In tutto il corno d’ Africa, non è arrivato nessun volontario, per aiutare il piccolo affetto dalla malformazione, anche a causa della situazione caotica in Sudan, che purtroppo altrimenti, nel giro di pochi anni, non lascerebbe scampo e il piccolo potrebbe morire.

Così la troupe medica piacentina, si è mossa per permettere al bambino e alla sua mamma, muovendosi in pochissimo tempo per ottenere biglietti aerei, passaporto, visto dall’ ambasciata Addis Abeba.

Alla madre è stato promesso anche, un mediatore culturale etiope, per poterla sostenere, durante la lunga degenza post- operatoria del piccolo.
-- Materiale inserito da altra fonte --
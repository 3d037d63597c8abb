use channelz_types::{ConnectivityState, EntityKind, NodeKind, Severity, Timestamp, Uuid};
use core::sync::atomic::{AtomicU8, Ordering};
use parking_lot::Mutex;
use std::collections::{BTreeMap, BTreeSet, HashMap};
use std::fmt;
use std::sync::{Arc, Weak};
use tracing::debug;

use crate::counters::{CallCounters, SocketCounters};
use crate::registry::{self, registry};
use crate::source::DataSource;
use crate::trace::{ChannelTrace, TraceEvent};

/// Shared reference to a registered node.
///
/// Cloning takes a strong reference; the node leaves the registry when the
/// last one drops.
#[derive(Clone)]
pub struct Node {
    inner: Arc<NodeInner>,
}

pub(crate) struct NodeInner {
    uuid: Uuid,
    kind: NodeKind,
    target: String,
    created_at: Timestamp,
    trace: Option<ChannelTrace>,
    body: NodeBody,
    state: Mutex<NodeState>,
}

pub(crate) enum NodeBody {
    /// Channels and subchannels.
    Channel {
        counters: CallCounters,
        connectivity: AtomicU8,
    },
    Server {
        counters: CallCounters,
    },
    ListenSocket {
        local: Option<String>,
    },
    Socket {
        counters: SocketCounters,
        local: Option<String>,
        remote: Option<String>,
    },
}

impl NodeBody {
    pub(crate) fn for_kind(kind: NodeKind) -> Self {
        match kind {
            NodeKind::TopLevelChannel | NodeKind::InternalChannel | NodeKind::Subchannel => {
                Self::Channel {
                    counters: CallCounters::new(),
                    connectivity: AtomicU8::new(0),
                }
            }
            NodeKind::Server => Self::Server {
                counters: CallCounters::new(),
            },
            NodeKind::ListenSocket => Self::ListenSocket { local: None },
            NodeKind::Socket => Self::Socket {
                counters: SocketCounters::new(),
                local: None,
                remote: None,
            },
        }
    }

    pub(crate) fn listen_socket(local: Option<String>) -> Self {
        Self::ListenSocket { local }
    }

    pub(crate) fn socket(local: Option<String>, remote: Option<String>) -> Self {
        Self::Socket {
            counters: SocketCounters::new(),
            local,
            remote,
        }
    }
}

#[derive(Default)]
pub(crate) struct NodeState {
    pub(crate) orphaned: bool,
    pub(crate) parents: BTreeSet<Uuid>,
    pub(crate) children: ChildSet,
    pub(crate) data_sources: Vec<(u64, Weak<dyn DataSource>)>,
    pub(crate) next_source_slot: u64,
}

/// How a parent holds a child.
#[derive(Clone, Copy, Debug, PartialEq, Eq)]
pub enum ChildLink {
    /// The parent keeps the child alive.
    Owned,
    /// The parent records the child's uuid only.
    Observed,
}

pub(crate) struct ChildEntry {
    pub(crate) uuid: Uuid,
    pub(crate) kind: NodeKind,
    owned: Option<Node>,
}

/// Children in insertion order, indexed by uuid.
#[derive(Default)]
pub(crate) struct ChildSet {
    by_seq: BTreeMap<u64, ChildEntry>,
    seq_of: HashMap<Uuid, u64>,
    next_seq: u64,
}

impl ChildSet {
    /// Re-adding an existing child keeps its original position. Returns the
    /// strong reference the entry held before, which the caller must drop
    /// outside the node lock.
    fn insert(&mut self, uuid: Uuid, kind: NodeKind, owned: Option<Node>) -> Option<Node> {
        if let Some(seq) = self.seq_of.get(&uuid)
            && let Some(entry) = self.by_seq.get_mut(seq)
        {
            return std::mem::replace(&mut entry.owned, owned);
        }
        let seq = self.next_seq;
        self.next_seq += 1;
        self.seq_of.insert(uuid, seq);
        self.by_seq.insert(seq, ChildEntry { uuid, kind, owned });
        None
    }

    fn remove(&mut self, uuid: Uuid) -> Option<ChildEntry> {
        let seq = self.seq_of.remove(&uuid)?;
        self.by_seq.remove(&seq)
    }

    fn take_owned(&mut self) -> Vec<Node> {
        let owned: Vec<Uuid> = self
            .by_seq
            .values()
            .filter(|entry| entry.owned.is_some())
            .map(|entry| entry.uuid)
            .collect();
        owned
            .into_iter()
            .filter_map(|uuid| self.remove(uuid))
            .filter_map(|entry| entry.owned)
            .collect()
    }

    pub(crate) fn iter(&self) -> impl Iterator<Item = &ChildEntry> {
        self.by_seq.values()
    }
}

impl Drop for NodeInner {
    fn drop(&mut self) {
        registry()
            .lock()
            .unregister(self.uuid, self.kind, self as *const NodeInner);
        debug!(uuid = %self.uuid, kind = %self.kind, "channelz node destroyed");
    }
}

impl Node {
    pub(crate) fn from_inner(inner: Arc<NodeInner>) -> Self {
        Self { inner }
    }

    /// Allocates and registers a node. The trace ring exists only for traced
    /// kinds with a non-zero budget, and starts with the creation event when
    /// that event fits the budget.
    pub(crate) fn create(
        kind: NodeKind,
        target: impl Into<String>,
        trace_memory: usize,
        body: NodeBody,
    ) -> Self {
        let target = target.into();
        let trace = if kind.is_traced() {
            ChannelTrace::new(trace_memory)
        } else {
            None
        };
        if let (Some(trace), Some(description)) = (&trace, kind.created_description())
            && trace.fits(description)
        {
            trace.add_event(TraceEvent {
                description: description.to_owned(),
                severity: Severity::Info,
                timestamp: Timestamp::now(),
                referenced: None,
            });
        }
        let inner = registry::register_new(kind, |uuid| NodeInner {
            uuid,
            kind,
            target,
            created_at: Timestamp::now(),
            trace,
            body,
            state: Mutex::new(NodeState::default()),
        });
        debug!(uuid = %inner.uuid, %kind, target = %inner.target, "channelz node registered");
        Self { inner }
    }

    pub fn uuid(&self) -> Uuid {
        self.inner.uuid
    }

    pub fn kind(&self) -> NodeKind {
        self.inner.kind
    }

    pub fn entity_kind(&self) -> EntityKind {
        self.inner.kind.entity_kind()
    }

    pub fn target(&self) -> &str {
        &self.inner.target
    }

    pub fn created_at(&self) -> Timestamp {
        self.inner.created_at
    }

    pub fn is_orphaned(&self) -> bool {
        self.inner.state.lock().orphaned
    }

    pub fn trace(&self) -> Option<&ChannelTrace> {
        self.inner.trace.as_ref()
    }

    pub fn call_counters(&self) -> Option<&CallCounters> {
        match &self.inner.body {
            NodeBody::Channel { counters, .. } | NodeBody::Server { counters } => Some(counters),
            NodeBody::ListenSocket { .. } | NodeBody::Socket { .. } => None,
        }
    }

    pub fn socket_counters(&self) -> Option<&SocketCounters> {
        match &self.inner.body {
            NodeBody::Socket { counters, .. } => Some(counters),
            _ => None,
        }
    }

    pub fn local_address(&self) -> Option<&str> {
        match &self.inner.body {
            NodeBody::ListenSocket { local } | NodeBody::Socket { local, .. } => local.as_deref(),
            _ => None,
        }
    }

    pub fn remote_address(&self) -> Option<&str> {
        match &self.inner.body {
            NodeBody::Socket { remote, .. } => remote.as_deref(),
            _ => None,
        }
    }

    /// `None` until first reported, and always for non-channel kinds.
    pub fn connectivity_state(&self) -> Option<ConnectivityState> {
        match &self.inner.body {
            NodeBody::Channel { connectivity, .. } => {
                ConnectivityState::from_raw(connectivity.load(Ordering::Relaxed))
            }
            _ => None,
        }
    }

    pub(crate) fn set_connectivity_state(&self, state: ConnectivityState) {
        if let NodeBody::Channel { connectivity, .. } = &self.inner.body {
            connectivity.store(state.to_raw(), Ordering::Relaxed);
        }
    }

    /// Appends to the trace ring; silently dropped when the node has none.
    pub fn add_trace_event(&self, severity: Severity, description: impl Into<String>) {
        self.push_trace_event(severity, description.into(), None);
    }

    pub fn add_trace_event_with_reference(
        &self,
        severity: Severity,
        description: impl Into<String>,
        referenced: &Node,
    ) {
        self.push_trace_event(
            severity,
            description.into(),
            Some((referenced.uuid(), referenced.kind())),
        );
    }

    fn push_trace_event(
        &self,
        severity: Severity,
        description: String,
        referenced: Option<(Uuid, NodeKind)>,
    ) {
        let Some(trace) = &self.inner.trace else {
            return;
        };
        trace.add_event(TraceEvent {
            description,
            severity,
            timestamp: Timestamp::now(),
            referenced,
        });
    }

    /// Marks the node orphaned and releases its owned children. Idempotent.
    pub fn orphan(&self) {
        let released = {
            let mut state = self.inner.state.lock();
            if state.orphaned {
                return;
            }
            state.orphaned = true;
            state.children.take_owned()
        };
        debug!(
            uuid = %self.uuid(),
            released = released.len(),
            "channelz node orphaned"
        );
        for child in &released {
            child.inner.state.lock().parents.remove(&self.uuid());
        }
        drop(released);
    }

    pub fn add_child(&self, child: &Node, link: ChildLink) {
        if child.uuid() == self.uuid() {
            return;
        }
        let owned = match link {
            ChildLink::Owned => Some(child.clone()),
            ChildLink::Observed => None,
        };
        let replaced = self
            .inner
            .state
            .lock()
            .children
            .insert(child.uuid(), child.kind(), owned);
        drop(replaced);
        child.inner.state.lock().parents.insert(self.uuid());
    }

    pub fn remove_child(&self, uuid: Uuid) {
        let removed = self.inner.state.lock().children.remove(uuid);
        let Some(entry) = removed else {
            return;
        };
        let child = entry.owned.or_else(|| registry::lookup(uuid));
        if let Some(child) = child {
            child.inner.state.lock().parents.remove(&self.uuid());
        }
    }

    /// Live parents, ascending by uuid. Parents found dead are forgotten.
    pub fn parents(&self) -> Vec<Uuid> {
        let parents: Vec<Uuid> = self.inner.state.lock().parents.iter().copied().collect();
        let (live, dead): (Vec<Uuid>, Vec<Uuid>) = parents
            .into_iter()
            .partition(|uuid| registry::is_live(*uuid));
        if !dead.is_empty() {
            let mut state = self.inner.state.lock();
            for uuid in &dead {
                state.parents.remove(uuid);
            }
        }
        live
    }

    /// Live children in insertion order. Observed children found dead are
    /// forgotten; owned children are always live.
    pub fn children(&self) -> Vec<(Uuid, NodeKind)> {
        let children: Vec<(Uuid, NodeKind, bool)> = {
            let state = self.inner.state.lock();
            state
                .children
                .iter()
                .map(|entry| (entry.uuid, entry.kind, entry.owned.is_some()))
                .collect()
        };
        let mut live = Vec::with_capacity(children.len());
        let mut dead = Vec::new();
        for (uuid, kind, owned) in children {
            if owned || registry::is_live(uuid) {
                live.push((uuid, kind));
            } else {
                dead.push(uuid);
            }
        }
        if !dead.is_empty() {
            let mut state = self.inner.state.lock();
            for uuid in dead {
                state.children.remove(uuid);
            }
        }
        live
    }

    pub fn children_of_kind(&self, kind: NodeKind) -> Vec<Uuid> {
        self.children()
            .into_iter()
            .filter(|(_, child_kind)| *child_kind == kind)
            .map(|(uuid, _)| uuid)
            .collect()
    }

    pub(crate) fn state(&self) -> &Mutex<NodeState> {
        &self.inner.state
    }
}

impl fmt::Debug for Node {
    fn fmt(&self, f: &mut fmt::Formatter<'_>) -> fmt::Result {
        f.debug_struct("Node")
            .field("uuid", &self.inner.uuid)
            .field("kind", &self.inner.kind)
            .field("target", &self.inner.target)
            .finish_non_exhaustive()
    }
}

impl PartialEq for Node {
    fn eq(&self, other: &Self) -> bool {
        Arc::ptr_eq(&self.inner, &other.inner)
    }
}

impl Eq for Node {}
Il 3 luglio, dopo tutte le difficili pratiche burocratiche da smaltire sua madre e Ananiya, sono atterrati all’ aeroporto di Milano Malpensa, e poi insieme alcuni membri dell’ associazione, sono andati diretti all’ Ospedale Cuore di Massa. Dopo, tutti gli accertamenti del caso, il 10 luglio il piccolo è stato operato con un intervento durato 8 ore e finalmente dopo, una degenza in terapia intensiva il bambino si è svegliato il 27 luglio, è a incominciato a sorridere, ringraziando l’ equipe medica e i volontari per quello che hanno fatto.